Bu özel günde, Türkiye Cumhuriyeti’nin 100. yılını coşku ve umutla kutluyor, Türkiye Cumhuriyetini kuran Mustafa Kemal Atatürk, silah arkadaşları ve kahraman Mehmetçiğimizi saygı, sevgi ve şükranla anıyoruz.
Nice yıllara, nice 100 yıllara!
YAŞASIN ATATÜRK, YAŞASIN CUMHURİYET!
Atatürk Sevgisini, Vatan Bilincini ve Cumhuriyetin Değerlerini Öğreten PİR ZÖHRE ANA’MIZA Şükranlarımızla!
Bir insanın hayatını derinden etkileyebilecek en büyük armağanlardan biri, Atatürk sevgisi, vatan bilinci ve Cumhuriyetin değerlerini öğrenmek ve yaşamak olabilir. Bu armağanı bize hediye eden baş öğretmenimiz, hayatımızın en değerli varlığı Pir Zöhre Ana’mızdır.

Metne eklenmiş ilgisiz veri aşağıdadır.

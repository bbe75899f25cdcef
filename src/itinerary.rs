use serde::Deserialize;
use serde_json::Value as JsonValue;

use crate::config::Profiles;
use crate::error::ItineraryError;
use crate::polyline;
use crate::types::{duration_secs, path_length_km, Instruction, Location, Mode, RoutePoint, RouteResult, Segment};

// ** Planner wire format (OpenTripPlanner `plan` response) **

#[derive(Clone, Debug, Default, Deserialize)]
pub struct PlanResponse {
    #[serde(default)]
    pub plan: Option<Plan>,
    #[serde(default)]
    pub error: Option<JsonValue>,
}

#[derive(Clone, Debug, Default, Deserialize)]
pub struct Plan {
    #[serde(default)]
    pub itineraries: Vec<ExternalItinerary>,
}

#[derive(Clone, Debug, Default, Deserialize)]
#[serde(rename_all = "camelCase")]
pub struct ExternalItinerary {
    pub duration: Option<f64>,
    pub walk_distance: Option<f64>,
    pub legs: Option<Vec<Leg>>,
}

#[derive(Clone, Debug, Deserialize)]
#[serde(rename_all = "camelCase")]
pub struct Leg {
    pub mode: String,
    pub from: Place,
    pub to: Place,
    pub leg_geometry: Option<EncodedGeometry>,
    #[serde(default)]
    pub steps: Vec<Step>,
    pub route_short_name: Option<String>,
    pub route: Option<String>,
    pub route_id: Option<String>,
    pub headsign: Option<String>,
    /// Meters.
    pub distance: Option<f64>,
    /// Seconds.
    pub duration: Option<f64>,
}

#[derive(Clone, Debug, Deserialize)]
pub struct Place {
    pub name: Option<String>,
    pub lat: f64,
    pub lon: f64,
}

impl Place {
    fn location(&self) -> Location {
        Location { latitude: self.lat, longitude: self.lon }
    }
}

#[derive(Clone, Debug, Deserialize)]
pub struct EncodedGeometry {
    pub points: String,
}

#[derive(Clone, Debug, Deserialize)]
#[serde(rename_all = "camelCase")]
pub struct Step {
    pub street_name: Option<String>,
    pub relative_direction: Option<String>,
    pub absolute_direction: Option<String>,
    pub distance: Option<f64>,
    pub lat: Option<f64>,
    pub lon: Option<f64>,
}

impl PlanResponse {
    /// The quickest itinerary of the plan, or why there is none.
    pub fn best_itinerary(self) -> Result<ExternalItinerary, ItineraryError> {
        if let Some(error) = self.error.filter(|e| !e.is_null()) {
            let message = error
                .get("msg")
                .or_else(|| error.get("message"))
                .and_then(JsonValue::as_str)
                .map(str::to_string)
                .unwrap_or_else(|| error.to_string());
            return Err(ItineraryError::Planner(message));
        }
        self.plan
            .map(|plan| plan.itineraries)
            .unwrap_or_default()
            .into_iter()
            .min_by(|a, b| {
                let a = a.duration.unwrap_or(f64::INFINITY);
                let b = b.duration.unwrap_or(f64::INFINITY);
                a.total_cmp(&b)
            })
            .ok_or(ItineraryError::Empty)
    }
}

fn is_walking(leg: &Leg) -> bool {
    leg.mode.eq_ignore_ascii_case("WALK")
}

fn leg_points(leg: &Leg, index: usize) -> Vec<Location> {
    let mut points = vec![leg.from.location()];
    if is_walking(leg) {
        points.extend(leg.steps.iter().filter_map(|step| match (step.lat, step.lon) {
            (Some(lat), Some(lon)) => Some(Location { latitude: lat, longitude: lon }),
            _ => None,
        }));
    } else if let Some(geometry) = &leg.leg_geometry {
        match polyline::decode(&geometry.points) {
            Ok(decoded) => points.extend(decoded),
            Err(err) => {
                log::warn!("Leg {} ({}): {}", index, leg.mode, err);
                points.extend(err.partial);
            }
        }
    }
    points.push(leg.to.location());
    points
}

fn push_deduplicated(route: &mut Vec<RoutePoint>, point: RoutePoint) {
    if route.last() != Some(&point) {
        route.push(point);
    }
}

/// Turns a planner itinerary into a transit `RouteResult`.
///
/// The route starts at `origin` and ends at `destination` even when the
/// planner snapped them to nearby places. A leg whose geometry fails to decode
/// keeps the points read before the fault.
pub fn translate_itinerary(
    itinerary: ExternalItinerary,
    origin: &Location,
    destination: &Location,
    profiles: &Profiles,
) -> Result<RouteResult, ItineraryError> {
    let duration = itinerary.duration.ok_or(ItineraryError::MissingDuration)?;
    let legs = itinerary.legs.filter(|legs| !legs.is_empty()).ok_or(ItineraryError::MissingLegs)?;

    let mut route = vec![RoutePoint::from(*origin)];
    let mut segments = Vec::with_capacity(legs.len());
    let mut instructions = Vec::new();

    for (index, leg) in legs.iter().enumerate() {
        let points = leg_points(leg, index);
        let walking = is_walking(leg);
        let kind = if walking { "walking".to_string() } else { leg.mode.to_lowercase() };

        let distance = match leg.distance {
            Some(meters) if meters >= 0.0 => meters / 1000.0,
            _ => path_length_km(&points),
        };
        let segment_duration = match leg.duration {
            Some(seconds) if seconds >= 0.0 => seconds.round() as u64,
            _ => {
                let speed = if walking { profiles.walking.speed_kmh } else { profiles.transit.speed_kmh };
                duration_secs(distance, speed)
            }
        };

        instructions.extend(leg.steps.iter().map(|step| Instruction {
            distance: step.distance.unwrap_or(0.0) / 1000.0,
            relative_direction: step.relative_direction.clone(),
            absolute_direction: step.absolute_direction.clone(),
            street_name: step.street_name.clone(),
            mode: kind.clone(),
        }));

        for point in &points {
            push_deduplicated(&mut route, RoutePoint::from(*point));
        }

        segments.push(Segment {
            points: points.into_iter().map(RoutePoint::from).collect(),
            line_name: if walking { None } else { leg.route_short_name.clone().or_else(|| leg.route.clone()) },
            route_id: if walking { None } else { leg.route_id.clone() },
            headsign: if walking { None } else { leg.headsign.clone() },
            from_stop: leg.from.name.clone(),
            to_stop: leg.to.name.clone(),
            kind,
            distance,
            duration: segment_duration,
        });
    }
    push_deduplicated(&mut route, RoutePoint::from(*destination));

    log::info!(
        "Transit itinerary: {} legs, {:.0} s, {:.0} m walking",
        segments.len(),
        duration,
        itinerary.walk_distance.unwrap_or(0.0)
    );

    Ok(RouteResult {
        route,
        distance: segments.iter().map(|s| s.distance).sum(),
        duration: duration.max(0.0).round() as u64,
        segments,
        mode: Mode::Transit,
        street_names: None,
        instructions: if instructions.is_empty() { None } else { Some(instructions) },
    })
}

#[cfg(test)]
pub(crate) const SAMPLE_PLAN: &str = r#"{
  "plan": {
    "itineraries": [
      {"duration": 2400.0, "walkDistance": 900.0, "legs": []},
      {
        "duration": 1260.0,
        "walkDistance": 310.5,
        "legs": [
          {
            "mode": "WALK",
            "from": {"name": "Origin", "lat": 45.1980908, "lon": 5.7384596},
            "to": {"name": "Chavant", "lat": 45.1876, "lon": 5.7329},
            "distance": 180.4,
            "duration": 150.0,
            "steps": [
              {"streetName": "Boulevard Maréchal Lyautey", "relativeDirection": "DEPART", "absoluteDirection": "SOUTH", "distance": 120.0, "lat": 45.1978, "lon": 5.7382},
              {"streetName": "Rue Sergent Bobillot", "relativeDirection": "RIGHT", "absoluteDirection": "WEST", "distance": 60.4}
            ]
          },
          {
            "mode": "TRAM",
            "from": {"name": "Chavant", "lat": 45.1876, "lon": 5.7329},
            "to": {"name": "Gares", "lat": 45.1914, "lon": 5.7146},
            "routeShortName": "A",
            "routeId": "SEM:A",
            "headsign": "Fontaine La Poya",
            "legGeometry": {"points": "_p~iF~ps|U_ulLnnqC"},
            "distance": 2100.0,
            "duration": 960.0
          },
          {
            "mode": "WALK",
            "from": {"name": "Gares", "lat": 45.1914, "lon": 5.7146},
            "to": {"name": "Destination", "lat": 45.1897742, "lon": 5.7155743},
            "distance": 130.1,
            "duration": 150.0
          }
        ]
      }
    ]
  }
}"#;

#[test]
fn test_best_itinerary_is_the_quickest() {
    let response: PlanResponse = serde_json::from_str(SAMPLE_PLAN).unwrap();
    let best = response.best_itinerary().unwrap();
    assert_eq!(best.duration, Some(1260.0));
    assert_eq!(best.legs.unwrap().len(), 3);
}

#[test]
fn test_planner_error_and_empty_plans() {
    let response: PlanResponse =
        serde_json::from_str(r#"{"error": {"id": 404, "msg": "PATH_NOT_FOUND"}}"#).unwrap();
    assert_eq!(response.best_itinerary().unwrap_err(), ItineraryError::Planner("PATH_NOT_FOUND".to_string()));

    let response: PlanResponse = serde_json::from_str(r#"{"plan": {"itineraries": []}}"#).unwrap();
    assert_eq!(response.best_itinerary().unwrap_err(), ItineraryError::Empty);

    let response: PlanResponse = serde_json::from_str("{}").unwrap();
    assert_eq!(response.best_itinerary().unwrap_err(), ItineraryError::Empty);
}

#[test]
fn test_translate_sample_itinerary() {
    let origin = Location::new(45.1980908, 5.7384596);
    let destination = Location::new(45.1897742, 5.7155743);
    let itinerary = serde_json::from_str::<PlanResponse>(SAMPLE_PLAN).unwrap().best_itinerary().unwrap();
    let result = translate_itinerary(itinerary, &origin, &destination, &Profiles::default()).unwrap();

    assert_eq!(result.mode, Mode::Transit);
    assert_eq!(result.duration, 1260);
    assert_eq!(result.route[0], RoutePoint::from(origin));
    assert_eq!(*result.route.last().unwrap(), RoutePoint::from(destination));
    assert!((result.distance - 2.4105).abs() < 1e-9);

    assert_eq!(result.segments.len(), 3);
    let walk = &result.segments[0];
    assert_eq!(walk.kind, "walking");
    // from + the one step carrying a position + to
    assert_eq!(walk.points.len(), 3);
    assert_eq!(walk.to_stop.as_deref(), Some("Chavant"));

    let tram = &result.segments[1];
    assert_eq!(tram.kind, "tram");
    assert_eq!(tram.line_name.as_deref(), Some("A"));
    assert_eq!(tram.route_id.as_deref(), Some("SEM:A"));
    assert_eq!(tram.headsign.as_deref(), Some("Fontaine La Poya"));
    assert_eq!(tram.points.len(), 4);
    assert_eq!(tram.duration, 960);
    assert!(result.segments.iter().all(|s| s.points.len() >= 2));

    let instructions = result.instructions.unwrap();
    assert_eq!(instructions.len(), 2);
    assert_eq!(instructions[1].relative_direction.as_deref(), Some("RIGHT"));
    assert!((instructions[0].distance - 0.12).abs() < 1e-9);
    assert_eq!(instructions[0].mode, "walking");
}

#[test]
fn test_bad_leg_geometry_does_not_abort() {
    let origin = Location::new(45.1980908, 5.7384596);
    let destination = Location::new(45.1897742, 5.7155743);
    let broken = SAMPLE_PLAN.replace("_p~iF~ps|U_ulLnnqC", "_p~iF~ps|U_ulL");
    let itinerary = serde_json::from_str::<PlanResponse>(&broken).unwrap().best_itinerary().unwrap();
    let result = translate_itinerary(itinerary, &origin, &destination, &Profiles::default()).unwrap();
    // the first decoded point survives between the two stops
    assert_eq!(result.segments[1].points.len(), 3);
    assert_eq!(result.segments.len(), 3);
}

#[test]
fn test_itinerary_without_legs_or_duration() {
    let origin = Location::new(45.0, 5.0);
    let profiles = Profiles::default();
    let no_legs = ExternalItinerary { duration: Some(100.0), ..Default::default() };
    assert_eq!(
        translate_itinerary(no_legs, &origin, &origin, &profiles).unwrap_err(),
        ItineraryError::MissingLegs
    );
    let no_duration = ExternalItinerary { legs: Some(Vec::new()), ..Default::default() };
    assert_eq!(
        translate_itinerary(no_duration, &origin, &origin, &profiles).unwrap_err(),
        ItineraryError::MissingDuration
    );
}
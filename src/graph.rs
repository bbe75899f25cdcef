use std::collections::HashMap;

use crate::config::ModeProfile;
use crate::dataset::Dataset;
use crate::types::{Direction, Location, Mode, NodeKey};

pub type NodeId = usize;

#[derive(Clone, Debug, PartialEq)]
pub struct Edge {
    pub target: NodeId,
    pub weight_km: f64,
    /// Index into `Graph::labels`.
    pub label: Option<usize>,
    pub directed: bool,
}

/// Weighted graph for a single mode, built per request.
#[derive(Debug)]
pub struct Graph {
    mode: Mode,
    nodes: Vec<Location>,
    index: HashMap<NodeKey, NodeId>,
    outgoing: Vec<Vec<Edge>>,
    incoming: Vec<Vec<Edge>>,
    labels: Vec<String>,
    label_index: HashMap<String, usize>,
}

impl Graph {
    pub fn new(mode: Mode) -> Self {
        Graph {
            mode,
            nodes: Vec::new(),
            index: HashMap::new(),
            outgoing: Vec::new(),
            incoming: Vec::new(),
            labels: Vec::new(),
            label_index: HashMap::new(),
        }
    }

    pub fn mode(&self) -> Mode {
        self.mode
    }

    pub fn node_count(&self) -> usize {
        self.nodes.len()
    }

    pub fn edge_count(&self) -> usize {
        self.outgoing.iter().map(Vec::len).sum()
    }

    pub fn is_empty(&self) -> bool {
        self.nodes.is_empty()
    }

    pub fn location(&self, node: NodeId) -> Location {
        self.nodes[node]
    }

    pub fn locations(&self) -> impl Iterator<Item = (NodeId, &Location)> {
        self.nodes.iter().enumerate()
    }

    pub fn node_at(&self, location: &Location) -> Option<NodeId> {
        self.index.get(&location.key()).copied()
    }

    pub fn outgoing(&self, node: NodeId) -> &[Edge] {
        &self.outgoing[node]
    }

    pub fn incoming(&self, node: NodeId) -> &[Edge] {
        &self.incoming[node]
    }

    /// Cheapest edge from `from` to `to`, if any.
    pub fn edge(&self, from: NodeId, to: NodeId) -> Option<&Edge> {
        self.outgoing
            .get(from)?
            .iter()
            .filter(|e| e.target == to)
            .min_by(|a, b| a.weight_km.total_cmp(&b.weight_km))
    }

    pub fn label(&self, edge: &Edge) -> Option<&str> {
        edge.label.map(|i| self.labels[i].as_str())
    }

    /// True when every consecutive pair of `path` is joined by an edge.
    pub fn is_connected_path(&self, path: &[NodeId]) -> bool {
        path.windows(2).all(|pair| self.edge(pair[0], pair[1]).is_some())
    }

    fn add_node(&mut self, location: Location) -> NodeId {
        if let Some(&id) = self.index.get(&location.key()) {
            return id;
        }
        let id = self.nodes.len();
        self.nodes.push(location);
        self.index.insert(location.key(), id);
        self.outgoing.push(Vec::new());
        self.incoming.push(Vec::new());
        id
    }

    fn intern_label(&mut self, label: Option<&str>) -> Option<usize> {
        let label = label?;
        if let Some(&i) = self.label_index.get(label) {
            return Some(i);
        }
        let i = self.labels.len();
        self.labels.push(label.to_string());
        self.label_index.insert(label.to_string(), i);
        Some(i)
    }

    fn add_edge(&mut self, from: NodeId, to: NodeId, weight_km: f64, label: Option<usize>, directed: bool) {
        let edge = Edge { target: to, weight_km, label, directed };
        self.incoming[to].push(Edge { target: from, ..edge.clone() });
        self.outgoing[from].push(edge);
    }

    fn add_polyline(&mut self, points: &[Location], direction: Direction, label: Option<&str>) {
        let label = self.intern_label(label);
        let directed = direction != Direction::BothWays;
        for pair in points.windows(2) {
            let start = self.add_node(pair[0]);
            let end = self.add_node(pair[1]);
            if start == end {
                continue;
            }
            let weight_km = pair[0].distance_km(&pair[1]);
            if direction != Direction::BackwardOnly {
                self.add_edge(start, end, weight_km, label, directed);
            }
            if direction != Direction::ForwardOnly {
                self.add_edge(end, start, weight_km, label, directed);
            }
        }
    }
}

/// Builds the graph of everything `mode` may travel on.
///
/// One-way restrictions only apply to driving; every other mode gets both
/// directions for each way. Transit uses every transit line of the dataset.
pub fn build_graph(dataset: &Dataset, mode: Mode, profile: &ModeProfile) -> Graph {
    let mut graph = Graph::new(mode);
    match mode {
        Mode::Transit => {
            for line in &dataset.transit_lines {
                graph.add_polyline(&line.geometry, Direction::BothWays, line.name.as_deref());
            }
        }
        _ => {
            for way in dataset.ways.iter().filter(|w| profile.allows(&w.way_type)) {
                let direction = if mode == Mode::Driving { way.direction } else { Direction::BothWays };
                graph.add_polyline(&way.geometry, direction, way.label());
            }
        }
    }
    log::info!(
        "Built {} graph: {} nodes, {} edges",
        mode,
        graph.node_count(),
        graph.edge_count()
    );
    graph
}

#[cfg(test)]
pub(crate) fn test_dataset() -> Dataset {
    use crate::types::{TransitLine, WayFeature};

    let way = |points: &[(f64, f64)], way_type: &str, direction: Direction, name: &str| WayFeature {
        geometry: points.iter().map(|&(lat, lng)| Location::new(lat, lng)).collect(),
        way_type: way_type.to_string(),
        direction,
        name: Some(name.to_string()),
        destination: None,
    };
    Dataset {
        ways: vec![
            way(&[(45.0, 5.0), (45.0, 5.01), (45.0, 5.02)], "residential", Direction::BothWays, "Rue A"),
            way(&[(45.0, 5.02), (45.01, 5.02)], "primary", Direction::ForwardOnly, "Cours B"),
            way(&[(45.01, 5.02), (45.01, 5.03)], "footway", Direction::BothWays, "Passage C"),
            way(&[(45.0, 5.0), (45.01, 5.0)], "motorway", Direction::BackwardOnly, "A48"),
        ],
        transit_lines: vec![TransitLine {
            geometry: vec![Location::new(45.0, 5.0), Location::new(45.02, 5.0)],
            kind: "tram".to_string(),
            name: Some("A".to_string()),
        }],
        stops: Vec::new(),
    }
}

#[test]
fn test_non_driving_edges_are_symmetric() {
    use crate::config::Profiles;

    let dataset = test_dataset();
    let profiles = Profiles::default();
    for mode in [Mode::Walking, Mode::Cycling, Mode::Transit] {
        let graph = build_graph(&dataset, mode, profiles.get(mode));
        assert!(!graph.is_empty(), "{} graph is empty", mode);
        for (node, _) in graph.locations() {
            for edge in graph.outgoing(node) {
                assert!(graph.edge(edge.target, node).is_some(), "{} edge has no reverse", mode);
            }
        }
    }
}

#[test]
fn test_driving_respects_oneway() {
    use crate::config::Profiles;

    let dataset = test_dataset();
    let graph = build_graph(&dataset, Mode::Driving, &Profiles::default().driving);
    let corner = graph.node_at(&Location::new(45.0, 5.02)).unwrap();
    let north = graph.node_at(&Location::new(45.01, 5.02)).unwrap();
    assert!(graph.edge(corner, north).is_some());
    assert!(graph.edge(north, corner).is_none());
    assert_eq!(graph.incoming(north).len(), 1);
    assert!(graph.incoming(north)[0].directed);

    // reverse override on the motorway
    let west = graph.node_at(&Location::new(45.0, 5.0)).unwrap();
    let motorway_end = graph.node_at(&Location::new(45.01, 5.0)).unwrap();
    assert!(graph.edge(motorway_end, west).is_some());
    assert!(graph.edge(west, motorway_end).is_none());

    // footways are not part of the driving network
    assert!(graph.node_at(&Location::new(45.01, 5.03)).is_none());
}

#[test]
fn test_shared_points_become_one_node() {
    use crate::config::Profiles;

    let dataset = test_dataset();
    let graph = build_graph(&dataset, Mode::Walking, &Profiles::default().walking);
    // Rue A and Cours B share (45.0, 5.02); Cours B and Passage C share (45.01, 5.02).
    assert_eq!(graph.node_count(), 5);
    let corner = graph.node_at(&Location::new(45.0, 5.02)).unwrap();
    assert_eq!(graph.outgoing(corner).len(), 2);
    let edge = graph.edge(corner, graph.node_at(&Location::new(45.01, 5.02)).unwrap()).unwrap();
    assert_eq!(graph.label(edge), Some("Cours B"));
    assert!((edge.weight_km - 1.112).abs() < 0.01);
}

#[test]
fn test_no_matching_ways_gives_empty_graph() {
    let dataset = test_dataset();
    let profile = ModeProfile { speed_kmh: 5.0, way_types: vec!["bridleway".to_string()] };
    let graph = build_graph(&dataset, Mode::Walking, &profile);
    assert!(graph.is_empty());
    assert_eq!(graph.edge_count(), 0);
}
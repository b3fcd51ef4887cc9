//! Server-side components of the `sortition` redirect service.
//!
//! ## Submodules
//!
//! - [`config`] - CLI/environment configuration.
//! - [`service`] - Request dispatch and error-to-status mapping.
//! - [`telemetry`] - Console logging and optional OpenTelemetry export.

pub mod config;
pub mod service;
pub mod telemetry;
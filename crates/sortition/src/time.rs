use std::time::{SystemTime, UNIX_EPOCH};

/// A trait for time sources that return a wall-clock timestamp in
/// milliseconds since the UNIX epoch.
///
/// Hub and item rows record their creation time through this trait, which
/// lets tests pin timestamps.
///
/// # Example
///
/// ```
/// use sortition::TimeSource;
///
/// struct FixedTime;
/// impl TimeSource for FixedTime {
///     fn current_millis(&self) -> i64 {
///         1234
///     }
/// }
///
/// assert_eq!(FixedTime.current_millis(), 1234);
/// ```
pub trait TimeSource: Send + Sync {
    fn current_millis(&self) -> i64;
}

/// Reads `SystemTime::now()` on every call.
#[derive(Default, Clone, Copy, Debug)]
pub struct SystemClock;

impl TimeSource for SystemClock {
    fn current_millis(&self) -> i64 {
        SystemTime::now()
            .duration_since(UNIX_EPOCH)
            .map_or(0, |d| i64::try_from(d.as_millis()).unwrap_or(i64::MAX))
    }
}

O, sadece bir öğretmen değil, aynı zamanda bir rehberdi. Atatürk’ümüzün öğretilerini, vatan sevgisini ve Cumhuriyetin değerlerini bize en içten şekilde aktardı. O’nun sayesinde, Türkiye’nin bağımsızlık mücadelesini, çağdaşlaşma hedefini ve demokrasiyi daha iyi anladık. O’nun sayesinde, geleceğimizi şekillendirecek değerleri öğrendik.
Hayatın her anında bize örnek oldu. O, dürüstlüğün, adaletin ve özverinin ne kadar önemli olduğunu gösterdi. Her zaman ülkesine ve insanlığa hizmet etmeye hazır olduğunu gördük. Siz, Atatürk’ün mirasını canlı tutan bir ışıksınız. Atatürk’ün öğretileriyle donanmış bireyler olarak, Türkiye’nin daha aydınlık yarınlarını inşa etmeye devam edeceğiz.
Bugün, Pir Zöhre Ana’mızın öğrettikleriyle aydınlanmış bireyler olarak, şükranlarımızı sunmak istiyoruz. O’nun öğrettikleriyle büyüdük, O’nun sevgisiyle dolup taştık ve O’nun sevenleri olmaktan gurur duyuyoruz.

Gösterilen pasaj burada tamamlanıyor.